A sweet, shy lady

This is Tulipa clusiana ‘Lady Jane,’ and she’s a good example of downsizing. Even though I know in my head that when a catalog says a tulip only grows 10 inches tall, the flower is going to be smaller than the big ol’ Darwins in my garden, I somehow can’t help my heart from thinking the flowers will be big. Huge. I mean, they look so pretty in the photos, you know?

But species tulips are shy, and ‘Lady Jane’ is a charmer. The flowers are only about the size of my thumb. The colors aren’t flamboyant; the white is creamy, the red shades a little to purple. It’s not the sort of flower you stand up and take notice of. Rather, it’s the sort you admire for its grace, its sense of proportion, the way those smaller flowers fit so perfectly with the scant foliage and slim stem.

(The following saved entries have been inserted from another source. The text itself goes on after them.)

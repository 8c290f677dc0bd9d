//! Rental date range and submission outcome.
//!
//! This module holds the two pieces of booking state the widget owns: the
//! ordered pair of rental dates and the result of the most recent submission
//! attempt. The date range enforces its ordering invariant internally, so the
//! rest of the plugin never observes an inverted or out-of-bounds range.

use chrono::NaiveDate;

/// An ordered pair of rental dates with a fixed lower bound.
///
/// Invariant: `minimum <= start <= end` at all times. The fields are private
/// and mutated only through [`set_start`](Self::set_start) and
/// [`set_end`](Self::set_end), which clamp rather than reject out-of-bounds
/// input, so the range can never be constructed or driven into an invalid
/// state.
///
/// The lower bound is the "today" the widget was opened with; the hosting
/// date pickers should not offer earlier dates, but the range defends
/// against them anyway.
#[derive(Debug, Clone, Copy, PartialEq, Eq)]
pub struct DateRange {
    start: NaiveDate,
    end: NaiveDate,
    minimum: NaiveDate,
}

impl DateRange {
    /// Creates a single-day range anchored on `today`.
    ///
    /// Both endpoints start as `today`, which is also the permanent lower
    /// bound for the start date.
    #[must_use]
    pub fn starting(today: NaiveDate) -> Self {
        Self {
            start: today,
            end: today,
            minimum: today,
        }
    }

    /// First rental day.
    #[must_use]
    pub fn start(&self) -> NaiveDate {
        self.start
    }

    /// Last rental day. Always `>= start()`.
    #[must_use]
    pub fn end(&self) -> NaiveDate {
        self.end
    }

    /// Lower bound for the start date.
    #[must_use]
    pub fn minimum(&self) -> NaiveDate {
        self.minimum
    }

    /// Moves the start date, keeping the range valid.
    ///
    /// Values below the lower bound are clamped up to it. If the new start
    /// lands after the current end, the end is dragged forward to match,
    /// closing a range that would otherwise become inverted. The range only
    /// ever collapses forward: moving the start earlier never touches the
    /// end.
    pub fn set_start(&mut self, new_start: NaiveDate) {
        let clamped = new_start.max(self.minimum);
        if clamped > self.end {
            self.end = clamped;
        }
        self.start = clamped;
    }

    /// Moves the end date, keeping the range valid.
    ///
    /// Values before the current start are clamped up to the start.
    pub fn set_end(&mut self, new_end: NaiveDate) {
        self.end = new_end.max(self.start);
    }
}

/// Which way a submission attempt turned out.
///
/// Lifecycle: starts as `Pending`; resolves to `Confirmed` or `Failed` when
/// the rent response arrives. `Failed` is non-terminal (another submission
/// resets it to `Pending`), while `Confirmed` is sticky for the lifetime of
/// the plugin instance: once the booking exists, the pane shows the
/// confirmation view until it is reloaded for another bike.
#[derive(Debug, Clone, PartialEq)]
pub enum SubmitOutcome {
    /// No submission has resolved yet (initial state, or one is in flight).
    Pending,
    /// The booking was accepted; carries the final priced breakdown.
    Confirmed(crate::domain::Quote),
    /// The booking was rejected or the request failed.
    Failed(ErrorKind),
}

impl SubmitOutcome {
    /// Whether the booking has been accepted.
    #[must_use]
    pub fn is_confirmed(&self) -> bool {
        matches!(self, Self::Confirmed(_))
    }
}

/// The two user-visible failure categories for a submission.
///
/// Everything the booking API can do wrong is folded into these two cases at
/// the network boundary; no other error shape reaches the view layer.
#[derive(Debug, Clone, Copy, PartialEq, Eq)]
pub enum ErrorKind {
    /// The requested date range conflicts with an existing booking.
    BikeUnavailable,
    /// Any other failure: transport error, unexpected status, malformed or
    /// unrecognized error body.
    ServerError,
}

#[cfg(test)]
mod tests {
    use super::*;

    fn day(d: u32) -> NaiveDate {
        NaiveDate::from_ymd_opt(2024, 6, d).expect("valid test date")
    }

    #[test]
    fn starts_as_single_day_range() {
        let range = DateRange::starting(day(10));
        assert_eq!(range.start(), day(10));
        assert_eq!(range.end(), day(10));
    }

    #[test]
    fn start_moved_past_end_drags_end_forward() {
        let mut range = DateRange::starting(day(10));
        range.set_start(day(12));
        assert_eq!(range.start(), day(12));
        assert_eq!(range.end(), day(12));
    }

    #[test]
    fn start_moved_back_keeps_end() {
        let mut range = DateRange::starting(day(10));
        range.set_end(day(15));
        range.set_start(day(12));
        assert_eq!(range.start(), day(12));
        assert_eq!(range.end(), day(15));
    }

    #[test]
    fn start_clamps_to_minimum() {
        let mut range = DateRange::starting(day(10));
        range.set_start(day(5));
        assert_eq!(range.start(), day(10));
        assert_eq!(range.end(), day(10));
    }

    #[test]
    fn end_clamps_to_start() {
        let mut range = DateRange::starting(day(10));
        range.set_start(day(12));
        range.set_end(day(11));
        assert_eq!(range.end(), day(12));
    }

    #[test]
    fn end_can_extend_freely() {
        let mut range = DateRange::starting(day(10));
        range.set_end(day(20));
        assert_eq!(range.start(), day(10));
        assert_eq!(range.end(), day(20));
    }
}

It’s hard to figure out how to use species tulips, because they are so unassuming. I’ve kept them to my front garden bed, amongst other short stuff, like the grape hyacinths that are blooming right now and a tulip called ‘Sorbet’ that’s white with soft yellow stripes–or is it the other way around? I keep the colors muted, so nothing gets blown away. And I’ve said this before, but I’ll say it again–if your garden is public, or rather, open to the public (mine butts right up against a sidewalk where hundreds of kids walk on their way to school), these little gems are a lot less likely to get broken off for kicks than their bigger, bolder brethren. It’s one of the reasons I keep growing such shy little ladies.